Yes, sometimes we can look at things with half-closed eyes because it’s convenient. Charlotte’s online maths course records provided an easy way for me to prove she was doing the required maths for homeschool registration purposes. If she gave up her course, what was I going to do? I’d have to find other evidence that she was learning maths. Could I do that? Maybe but it would certainly be much more difficult than running some maths worksheets and progress reports under the homeschool registration visitor’s eyes. So I continued not to examine the situation too closely. We continued ‘unschooling except for maths’. We weren’t ‘unschooling but I require my kids to do maths’. I didn’t require maths. Oh no, my kids wanted to do it. They loved this subject.
Except they didn’t. One day, my daughter Sophie said, “I hate maths.” And eventually, I got brave and asked Charlotte how she felt and she confessed she wasn’t enjoying her course as I had hoped.

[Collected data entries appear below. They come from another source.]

//! # Play Command
//!
//! Interactive rounds against the dealer.
//!
//! Each round antes 20 from both sides and deals the table. The player then
//! either passes, revealing the flop and later the rest of the board, or bets
//! the size allowed in the current phase, which settles the round at
//! showdown. Passing on the full board folds.
//!
//! ## Features
//!
//! - Input is read line by line, so rounds can be scripted through a pipe
//! - Malformed input and bets the engine refuses are reported and re-prompted
//! - `q` (or EOF) ends the session; a round left unfinished forfeits its ante
//! - `hide` and `show` toggle the player's own hole cards in the display
//! - A session summary (rounds, wins, losses, ties, money) is always printed

use crate::config::{self, Config};
use crate::error::CliError;
use crate::formatters::{format_action, format_legal_actions, format_outcome, format_snapshot};
use crate::io_utils::read_stdin_line;
use crate::ui;
use crate::validation::{ParseResult, parse_round_action};
use showdown_engine::deck::SeededShuffler;
use showdown_engine::errors::GameError;
use showdown_engine::round::{Progress, Table};
use showdown_engine::showdown::{RoundOutcome, Winner};
use std::io::{BufRead, Write};
use tracing::warn;

/// Win/loss/tie counts for one session.
#[derive(Debug, Default, Clone, Copy, PartialEq, Eq)]
struct SessionTally {
    rounds: u32,
    wins: u32,
    losses: u32,
    ties: u32,
}

impl SessionTally {
    fn record(&mut self, outcome: &RoundOutcome) {
        match outcome.winner {
            Winner::Player => self.wins += 1,
            Winner::Dealer => self.losses += 1,
            Winner::Tie => self.ties += 1,
        }
    }
}

/// Handle the play command: interactive rounds against the dealer.
///
/// Flags override the resolved configuration (`SHOWDOWN_CONFIG` file and
/// `SHOWDOWN_*` environment variables).
///
/// # Arguments
///
/// * `rounds` - Number of rounds to play (must be >= 1, default: 1)
/// * `seed` - RNG seed for a reproducible session (default: random)
/// * `money` - Starting money (must be > 0, default: 500)
/// * `out` - Output stream for the table display
/// * `err` - Error stream for rejected input and warnings
/// * `stdin` - Input stream for player actions
///
/// # Examples
///
/// ```ignore
/// use showdown_cli::commands::handle_play_command;
/// use std::io::Cursor;
///
/// let mut out = Vec::new();
/// let mut err = Vec::new();
/// let mut input = Cursor::new("bet\n");
/// handle_play_command(Some(1), Some(42), None, &mut out, &mut err, &mut input).unwrap();
/// ```
pub fn handle_play_command(
    rounds: Option<u32>,
    seed: Option<u64>,
    money: Option<i64>,
    out: &mut dyn Write,
    err: &mut dyn Write,
    stdin: &mut dyn BufRead,
) -> Result<(), CliError> {
    let cfg = config::load_with_sources()
        .and_then(|resolved| resolved.config.with_overrides(rounds, seed, money))
        .map_err(|e| CliError::Config(e.to_string()))?;

    execute_play_command(&cfg, out, err, stdin)
}

fn execute_play_command(
    cfg: &Config,
    out: &mut dyn Write,
    err: &mut dyn Write,
    stdin: &mut dyn BufRead,
) -> Result<(), CliError> {
    let seed = cfg.seed.unwrap_or_else(rand::random);
    writeln!(
        out,
        "play: rounds={} seed={} money={}",
        cfg.rounds, seed, cfg.starting_money
    )?;

    let mut table = Table::new(cfg.starting_money, SeededShuffler::new(seed));
    let mut tally = SessionTally::default();

    for _ in 0..cfg.rounds {
        let snap = table.start_round()?;
        tally.rounds += 1;
        writeln!(out)?;
        writeln!(out, "{}", format_snapshot(&snap))?;

        match play_round(&mut table, out, err, stdin)? {
            Some(outcome) => {
                writeln!(out, "{}", format_outcome(&outcome))?;
                tally.record(&outcome);
            }
            None => {
                warn!(round = snap.round, "session ended mid-round");
                ui::display_warning(err, "Round abandoned; the ante stays with the house.")?;
                break;
            }
        }
    }

    write_summary(out, &tally, cfg.starting_money, table.money())?;
    Ok(())
}

/// Prompts until the round finishes. `None` means the player quit first.
fn play_round(
    table: &mut Table,
    out: &mut dyn Write,
    err: &mut dyn Write,
    stdin: &mut dyn BufRead,
) -> Result<Option<RoundOutcome>, CliError> {
    loop {
        let legal = table.legal_actions();
        ui::prompt(
            out,
            &format!(
                "Action ({} | {} | q): ",
                format_legal_actions(&legal),
                if table.show_player_cards() { "hide" } else { "show" }
            ),
        )?;

        let Some(input) = read_stdin_line(stdin) else {
            writeln!(out)?;
            return Ok(None);
        };
        let action = match parse_round_action(&input, &legal) {
            ParseResult::Action(action) => action,
            ParseResult::Quit => return Ok(None),
            ParseResult::ShowCards(show) => {
                table.set_show_player_cards(show);
                writeln!(out, "{}", format_snapshot(&table.snapshot()?))?;
                continue;
            }
            ParseResult::Invalid(msg) => {
                ui::write_error(err, &msg)?;
                continue;
            }
        };

        match table.apply(action) {
            Ok(Progress::Continue(snap)) => {
                writeln!(out, "Action: {}", format_action(&action))?;
                writeln!(out, "{}", format_snapshot(&snap))?;
            }
            Ok(Progress::Finished(outcome)) => {
                writeln!(out, "Action: {}", format_action(&action))?;
                return Ok(Some(outcome));
            }
            Err(e @ GameError::IllegalAction { .. }) => {
                ui::write_error(err, &e.to_string())?;
            }
            Err(e) => return Err(e.into()),
        }
    }
}

fn write_summary(
    out: &mut dyn Write,
    tally: &SessionTally,
    starting_money: i64,
    final_money: i64,
) -> Result<(), CliError> {
    writeln!(out)?;
    writeln!(out, "Session complete.")?;
    writeln!(out, "Rounds played: {}", tally.rounds)?;
    writeln!(
        out,
        "Wins: {}  Losses: {}  Ties: {}",
        tally.wins, tally.losses, tally.ties
    )?;
    writeln!(
        out,
        "Final money: {} ({:+})",
        final_money,
        final_money.saturating_sub(starting_money)
    )?;
    Ok(())
}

I want to write more about what changed my mind about unschool maths. I want to tell you how I was forced to open my eyes and look at the situation in an honest way. How I ended up with no choice but to let go and unschool with complete trust. And I’m going to do that. But for now, I want to go back to that question: Can we call ourselves unschoolers if we require our kids to do maths?

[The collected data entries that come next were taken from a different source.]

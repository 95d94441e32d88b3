//! Shared fixtures for round tests: a shuffler that deals a chosen sequence.
#![allow(dead_code)]

use showdown_engine::cards::{parse_cards, Card};
use showdown_engine::deck::Shuffler;
use showdown_engine::round::{Table, STARTING_MONEY};

/// Moves the given cards to the front of the deck, in order, on every shuffle.
/// Deal order is dealer hole, player hole, then the five board cards.
pub struct Rigged(pub Vec<Card>);

impl Shuffler for Rigged {
    fn shuffle(&mut self, cards: &mut [Card]) {
        for (i, want) in self.0.iter().enumerate() {
            if let Some(pos) = cards.iter().position(|c| c == want) {
                cards.swap(i, pos);
            }
        }
    }
}

/// Table whose every round deals `dealer`, `player`, `board` (card codes).
pub fn rigged_table(dealer: &str, player: &str, board: &str) -> Table {
    rigged_table_with_money(STARTING_MONEY, dealer, player, board)
}

pub fn rigged_table_with_money(money: i64, dealer: &str, player: &str, board: &str) -> Table {
    let codes = format!("{} {} {}", dealer, player, board);
    let cards = parse_cards(&codes).expect("valid card codes");
    assert_eq!(cards.len(), 9, "rig needs exactly nine cards");
    Table::new(money, Rigged(cards))
}

/// Dealer pair of kings against player pair of aces on a dry board.
pub fn player_wins_table() -> Table {
    rigged_table("KH KD", "AH AD", "2C 7S 9D JC 3H")
}

/// Player pair of kings against dealer pair of aces on a dry board.
pub fn dealer_wins_table() -> Table {
    rigged_table("AH AD", "KH KD", "2C 7S 9D JC 3H")
}

/// Broadway on the board: both sides play the board.
pub fn tie_table() -> Table {
    rigged_table("2H 3D", "2S 3C", "10C JD QH KS AC")
}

If we think of unschooling as a pathway that we progress along as we learn more about this philosophy, I think it’s quite okay for us to require maths and still call ourselves unschoolers. The particular point where we are standing at the moment is the one just right for our family. And maybe we’ll stay there. Or perhaps we won’t.
But we all have to keep our minds open. Keep thinking. Keep learning. And be honest. Ask the question: Are we really at the correct point for our families? Do we need to be brave and examine what’s really going on rather than what we hope is happening? Perhaps we’re doing something a certain way because it’s convenient and not because it’s right. If we find out that our kids’ learning is being negatively affected, we have to face that. Do something about it. We can’t stand still and say, “This is what suits our family,” when really it might only suit us, the parents, and not our children at all.
I’ve got a lot more I want to say about unschool maths but that’s enough for today! Also, I’m not going to use what I’ve just written as it is. No, it needs lots of work. I’m just sharing my raw thoughts. I invite you to share yours!